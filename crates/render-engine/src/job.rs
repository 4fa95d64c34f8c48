//! Render jobs and scoped cleanup of request files.

use std::path::{Path, PathBuf};

use rand::distributions::Alphanumeric;
use rand::Rng;

use shortsmith_common::clock::JobClock;
use shortsmith_scene_model::RenderMode;

use crate::supervisor::{ProcessSupervisor, SupervisorEvent, SupervisorState, TransitionError};

/// Length of the random part of output file names.
pub const OUTPUT_ID_LEN: usize = 16;

/// Random alphanumeric job id.
pub fn random_id() -> String {
    rand::thread_rng()
        .sample_iter(&Alphanumeric)
        .take(OUTPUT_ID_LEN)
        .map(char::from)
        .collect()
}

/// Output file name: mode prefix, random id, `.mp4`.
pub fn output_file_name(mode: RenderMode, id: &str) -> String {
    format!("{}_{id}.mp4", mode.file_prefix())
}

/// Files owned by one request, deleted when the guard is cleaned or dropped.
///
/// Register each file as soon as it is written so early returns and panics
/// still remove it.
#[derive(Debug, Default)]
pub struct TempFiles {
    paths: Vec<PathBuf>,
}

impl TempFiles {
    pub fn new() -> Self {
        Self::default()
    }

    pub fn register(&mut self, path: impl Into<PathBuf>) {
        self.paths.push(path.into());
    }

    pub fn paths(&self) -> &[PathBuf] {
        &self.paths
    }

    pub fn is_empty(&self) -> bool {
        self.paths.is_empty()
    }

    /// Delete every registered file. Missing files are ignored and other
    /// failures are logged. Returns the number of files removed.
    pub fn cleanup(&mut self) -> usize {
        let mut removed = 0;
        for path in self.paths.drain(..) {
            if remove_quietly(&path) {
                removed += 1;
            }
        }
        removed
    }
}

impl Drop for TempFiles {
    fn drop(&mut self) {
        if !self.paths.is_empty() {
            let removed = self.cleanup();
            tracing::debug!(removed, "Temp files removed on drop");
        }
    }
}

/// Remove a file, returning whether it existed. Never fails.
pub fn remove_quietly(path: &Path) -> bool {
    match std::fs::remove_file(path) {
        Ok(()) => true,
        Err(e) if e.kind() == std::io::ErrorKind::NotFound => false,
        Err(e) => {
            tracing::warn!(path = %path.display(), error = %e, "Failed to delete file");
            false
        }
    }
}

/// One render request: its output path, the files it owns, its clock and
/// its supervisor.
#[derive(Debug)]
pub struct RenderJob {
    pub id: String,
    pub output_path: PathBuf,
    pub temp_files: TempFiles,
    pub clock: JobClock,
    supervisor: ProcessSupervisor,
}

impl RenderJob {
    pub fn new(output_path: impl Into<PathBuf>, temp_files: TempFiles, tail_chars: usize) -> Self {
        let clock = JobClock::start();
        Self {
            id: random_id(),
            output_path: output_path.into(),
            temp_files,
            supervisor: ProcessSupervisor::new(clock.clone(), tail_chars),
            clock,
        }
    }

    /// A job writing a randomly named output into `dir`.
    pub fn in_dir(dir: &Path, mode: RenderMode, temp_files: TempFiles, tail_chars: usize) -> Self {
        let mut job = Self::new(PathBuf::new(), temp_files, tail_chars);
        job.output_path = dir.join(output_file_name(mode, &job.id));
        job
    }

    pub fn output_file_name(&self) -> Option<&str> {
        self.output_path.file_name().and_then(|n| n.to_str())
    }

    pub fn supervisor(&self) -> &ProcessSupervisor {
        &self.supervisor
    }

    pub fn supervisor_mut(&mut self) -> &mut ProcessSupervisor {
        &mut self.supervisor
    }

    pub fn state(&self) -> SupervisorState {
        self.supervisor.state()
    }

    /// Delete every job file and, once the engine has stopped, move the
    /// supervisor to `CleanedUp`.
    pub fn finish(&mut self) -> Result<SupervisorState, TransitionError> {
        let removed = self.temp_files.cleanup();
        tracing::debug!(job = %self.id, removed, "Job files cleaned");
        if self.supervisor.state().is_terminal() {
            self.supervisor.handle(SupervisorEvent::Cleaned)
        } else {
            Ok(self.supervisor.state())
        }
    }
}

= = =

WORK REQUIRED » Show every line above in which the word "cleanup" occurs.

OUTPUT FOR THIS TASK »
//! Render jobs and scoped cleanup of request files.
    pub fn cleanup(&mut self) -> usize {
            let removed = self.cleanup();
        let removed = self.temp_files.cleanup();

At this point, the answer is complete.